Trefwoorden Textielengineering, extrusie, technisch textiel
Doelstellingen Een basiskennis en background in verband met polymeer-, organische en fysicochemie zijn noodzakelijk. Deze kennis wordt in de mate van het nodige, opgefrist en geactiveerd.
Leerinhoud Het leervak wordt opgesplitst in drie delen: deel 1 - vezelextrusie; deel 2 - nieuwe afwerkingstechnologieën (plasma, laser), deel 3 - toepassingegebieden
In het deel 1 wordt aandacht besteed aan de a) de grondstof (polymeerchemie, reologie, kristalliniteit, amorfheid), b) machinetechnologie (extrusiemachines, extrusiekoppen, randapparatuur zoals doseerinstallaties, detectiesystemen c) afwerkingtechnieken (strekken, textureren, fixeren). Aandacht gaat vooral naar de ontwikkelingsmogelijkheden op het niveau van micro-, bicomponent-, holle en geavanceerde of exotische vezels. Naast de technische aspecten (grondstof, technologie, afwerking) wordt ook aandacht besteed aan de economische en ecologische aspecten. Recente ontwikkelingen wordt van nabij gevolgd en besproken.
In het deel 2 nieuwe afwerkingstechnieken wordt aandacht besteed aan o.a. plasma en lasertechnologieën, die in- of off-line kunnen toegepast worden met het extrusieproces.
In het deel 3 wordt ruime aandacht besteed aan de toepassingmogelijkheden en –gebieden in diverse sectoren, in bijzonder technisch textiel. Dit omvat o.a. automotieve, medisch-, geo-, agro-, beschermtextiel en industrieel engineering.
Begincompetenties Een basiskennis en background in verband met polymeer-, organische en fysicochemie zijn noodzakelijk.
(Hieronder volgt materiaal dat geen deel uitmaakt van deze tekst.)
// This Source Code Form is subject to the terms of the Mozilla Public
// License, v. 2.0. If a copy of the MPL was not distributed with this
// file, You can obtain one at https://mozilla.org/MPL/2.0/.

//! Document-to-text serializer
//!
//! Sections are emitted in the conventional order, each assembled from the
//! row packer and clause wrapper, into one in-memory buffer. Nothing touches
//! the filesystem here, so an encode error never leaves a partial file.

use crate::constants::beta_angle_for;
use crate::ranges::{compress_ids, emit_grouped_clauses, FeaturePosition};
use crate::wrap::{pack_rows, wrap_clause, wrap_line, COLUMN_LIMIT, INPUT_WIDTH};
use crate::StdEncoder;
use staad_lite_model::{
    AssignmentTarget, CodecError, ElementLoadKind, ForceComponents, LoadItem, MemberLoadKind,
    Restraint, RestraintSet, Result, SectionProfile, SelfWeightTarget, StdDocument, SupportKind,
    GRAVITY,
};
use std::f64::consts::PI;

/// Serialize a document into std-format text.
pub fn encode_document(doc: &StdDocument, options: &StdEncoder) -> Result<String> {
    let factor = doc.units.force_factor();
    let mut out: Vec<String> = Vec::new();

    out.push(format!("STAAD SPACE {}", doc.name).trim_end().to_string());
    write_job_information(&mut out, options);
    out.push(format!("INPUT WIDTH {INPUT_WIDTH}"));
    out.push(format!(
        "UNIT {} {}",
        doc.units.length,
        doc.units.force.as_str()
    ));
    out.push(format!("SET {} UP", doc.up_axis.as_str()));

    write_joints(&mut out, doc);
    write_members(&mut out, doc);
    write_shells(&mut out, doc)?;
    write_user_tables(&mut out, doc);
    write_groups(&mut out, doc);
    write_element_properties(&mut out, doc);
    write_materials(&mut out, doc, factor);
    write_member_properties(&mut out, doc);
    write_constants(&mut out, doc);
    write_supports(&mut out, doc);
    write_offsets(&mut out, doc);
    write_load_cases(&mut out, doc, factor);
    write_repeat_combinations(&mut out, doc);
    write_combinations(&mut out, doc);
    out.push("PERFORM ANALYSIS".to_string());
    write_envelopes(&mut out, doc);
    out.push("FINISH".to_string());

    let mut text = out.join("\n");
    text.push('\n');
    Ok(text)
}

/// Plain decimal rendering: integral values lose the fraction, everything
/// else keeps the shortest representation that parses back exactly.
fn num(v: f64) -> String {
    if v == v.trunc() && v.abs() < 1e15 {
        format!("{}", v as i64)
    } else {
        format!("{v}")
    }
}

fn write_job_information(out: &mut Vec<String>, options: &StdEncoder) {
    if options.engineer.is_none() && options.date.is_none() && options.job_part.is_none() {
        return;
    }
    out.push("START JOB INFORMATION".to_string());
    if let Some(date) = &options.date {
        out.push(format!("ENGINEER DATE {date}"));
    }
    if let Some(engineer) = &options.engineer {
        out.push(format!("ENGINEER NAME {engineer}"));
    }
    if let Some(part) = &options.job_part {
        out.push(format!("JOB PART {part}"));
    }
    out.push("END JOB INFORMATION".to_string());
}

fn write_joints(out: &mut Vec<String>, doc: &StdDocument) {
    if doc.joints.is_empty() {
        return;
    }
    out.push("JOINT COORDINATES".to_string());
    let records: Vec<String> = doc
        .joints
        .iter()
        .map(|(id, c)| format!("{id} {:.3} {:.3} {:.3};", c.x, c.y, c.z))
        .collect();
    out.extend(pack_rows(&records, COLUMN_LIMIT));
}

fn write_members(out: &mut Vec<String>, doc: &StdDocument) {
    if doc.members.is_empty() {
        return;
    }
    out.push("MEMBER INCIDENCES".to_string());
    let records: Vec<String> = doc
        .members
        .iter()
        .map(|(id, m)| format!("{id} {} {};", m.start, m.end))
        .collect();
    out.extend(pack_rows(&records, COLUMN_LIMIT));
}

fn write_shells(out: &mut Vec<String>, doc: &StdDocument) -> Result<()> {
    if doc.shells.is_empty() {
        return Ok(());
    }
    out.push("ELEMENT INCIDENCES SHELL".to_string());
    let mut records = Vec::with_capacity(doc.shells.len());
    for (id, shell) in &doc.shells {
        if !shell.is_triangle() && !shell.is_quad() {
            return Err(CodecError::UnsupportedShape {
                element: *id,
                nodes: shell.nodes.len(),
            });
        }
        let nodes: Vec<String> = shell.nodes.iter().map(|n| n.to_string()).collect();
        records.push(format!("{id} {};", nodes.join(" ")));
    }
    out.extend(pack_rows(&records, COLUMN_LIMIT));
    Ok(())
}

fn write_user_tables(out: &mut Vec<String>, doc: &StdDocument) {
    let mut tables: Vec<u32> = doc
        .member_properties
        .iter()
        .filter_map(|p| match &p.profile {
            SectionProfile::UserTable(t) => Some(t.table),
            _ => None,
        })
        .collect();
    tables.sort_unstable();
    tables.dedup();
    if tables.is_empty() {
        return;
    }

    out.push("START USER TABLE".to_string());
    for table in tables {
        out.push(format!("TABLE {table}"));
        for property in &doc.member_properties {
            let SectionProfile::UserTable(section) = &property.profile else {
                continue;
            };
            if section.table != table {
                continue;
            }
            out.push("GENERAL".to_string());
            out.push(section.name.clone());
            let constants: Vec<String> =
                section.constants.as_array().iter().map(|v| num(*v)).collect();
            out.extend(wrap_line(&constants.join(" "), COLUMN_LIMIT));
            out.push("PROFILE_POINTS".to_string());
            let points: Vec<String> = section
                .polygon
                .iter()
                .flat_map(|p| [num(p[0]), num(p[1])])
                .collect();
            out.extend(wrap_line(&points.join(" "), COLUMN_LIMIT));
        }
    }
    out.push("END".to_string());
}

fn write_groups(out: &mut Vec<String>, doc: &StdDocument) {
    use staad_lite_model::{GroupKind, GroupMembers};
    if doc.groups.is_empty() {
        return;
    }
    out.push("START GROUP DEFINITION".to_string());
    for kind in [
        GroupKind::Joint,
        GroupKind::Member,
        GroupKind::Element,
        GroupKind::Floor,
        GroupKind::Geometry,
    ] {
        let mut entries: Vec<(String, u32)> = Vec::new();
        for group in doc.groups.iter().filter(|g| g.kind == kind) {
            let feature = format!("_{}", group.name);
            match &group.members {
                GroupMembers::Joints(ids) => {
                    entries.extend(ids.iter().map(|id| (feature.clone(), id.0)))
                }
                GroupMembers::Shapes(ids) => {
                    entries.extend(ids.iter().map(|id| (feature.clone(), id.0)))
                }
            }
        }
        if !entries.is_empty() {
            out.push(kind.as_str().to_string());
            out.extend(emit_grouped_clauses(
                entries,
                FeaturePosition::Leading,
                COLUMN_LIMIT,
            ));
        }
    }
    out.push("END GROUP DEFINITION".to_string());
}

fn write_element_properties(out: &mut Vec<String>, doc: &StdDocument) {
    if doc.element_properties.is_empty() {
        return;
    }
    out.push("ELEMENT PROPERTY".to_string());
    for property in &doc.element_properties {
        let thicknesses: Vec<String> = property.thicknesses.iter().map(|t| num(*t)).collect();
        let feature = format!("THICKNESS {}", thicknesses.join(" "));
        let ids: Vec<u32> = property.elements.iter().map(|e| e.0).collect();
        out.extend(wrap_clause(
            &feature,
            &compress_ids(&ids),
            FeaturePosition::Trailing,
            COLUMN_LIMIT,
        ));
    }
}

fn write_materials(out: &mut Vec<String>, doc: &StdDocument, factor: f64) {
    if doc.materials.is_empty() {
        return;
    }
    out.push("DEFINE MATERIAL START".to_string());
    for material in doc.materials.values() {
        out.push(format!("ISOTROPIC {}", material.name));
        if let Some(e) = material.youngs_modulus {
            out.push(format!("E {}", num(e / factor)));
        }
        if let Some(poisson) = material.poissons_ratio {
            out.push(format!("POISSON {}", num(poisson)));
        }
        if let Some(density) = material.mass_density {
            // Back to the file's weight density
            out.push(format!("DENSITY {}", num(density * GRAVITY / factor)));
        }
        if let Some(alpha) = material.thermal_coefficient {
            out.push(format!("ALPHA {}", num(alpha)));
        }
        if let Some(damp) = material.damping_ratio {
            out.push(format!("DAMP {}", num(damp)));
        }
        if let Some(g) = material.shear_modulus {
            out.push(format!("G {}", num(g / factor)));
        }
        if let Some(type_token) = &material.type_token {
            out.push(format!("TYPE {type_token}"));
        }
    }
    out.push("END DEFINE MATERIAL".to_string());
}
Deze kennis wordt in de mate van het nodige, opgefrist en geactiveerd.
Eindcompetenties AC Algemene competenties op een gevorderd niveau
(beheersen wetenschappelijke basiskennis, denk- en redeneervaardigheid, verwerken informatie, …)
In staat zijn om blijvend creatief en wetenschappelijk te denken, te oordelen en te handelen.(AC1)
In staat zijn complexe problemen adequaat op te lossen.(AC3)
In staat zijn om adequaat te communiceren over het eigen onderzoek en probleemoplossingen zowel met leken als met vakgenoten.(AC4)
In staat zijn om met de nodige kritische zelfreflectie te oordelen en te handelen binnen een onzekere context.(AC5)
Algemeen wetenschappelijke competenties op een gevorderd niveau
(onderzoekende houding, toepassen van onderzoeksmethoden en technieken, …)
In staat zijn om wetenschappelijke paradigma's binnen hun grenzen toe te passen.(AWC2)
Algemene ingenieurscompetenties op een gevorderd niveau.
(basisopdrachten uit technische vakgebieden zelfstandig uitvoeren, praktische engineeringsproblemen oplossen, …)
In staat zijn om wetenschappelijk-disciplinaire inzichten toe te passen op complexe ingenieurstechnische problemen.(AIC1)
Specifieke competenties (kerncompetenties) op een gevorderd niveau
(opleidingsgebonden, beroepsspecifiek)
In staat zijn om de eigenschappen en kenmerken van textielvezels creatief en innovatief toe te passen.(SC1)
In staat zijn om relevante tecgnologieën uit andere disciplines kritisch te evalueren, de waarde hiervan in te schatten en te extrapoleren naar eigen onderzoeks- en toepassingsgebied.(SC8)
In staat zijn om zelfstandig te kunnen denken in de context van textielengineering en nieuwe ontwikkelingen op het niveau van product en proces.(SC9)
Leermaterialen ::Voor meer informatie, klik hier::
Studiekosten Syllabus theorie: € 0, cursus kan van het internet gedownload worden, mits paswoord
Studiebegeleiding Monitoraat op aanvraag.
Onderwijsvormen Het vak wordt gedoceerd door middel van hoorcolleges. Als aanvulling hierop worden discussies georganiseerd. Er is een eigen syllabus beschikbaar van de cursus. Er worden diverse bedrijfsbezoeken georganiseerd in binnen- en buitenland
Evaluatievorm Theorie : een mondeling examen, voorafgegaan door een schriftelijke voorbereiding
Indien op een van de onderscheiden vakken 7 of minder op 20 wordt behaald kan worden afgeweken van boven vermeld gewogen gemiddelde en kunnen de punten bij consensus worden toegekend.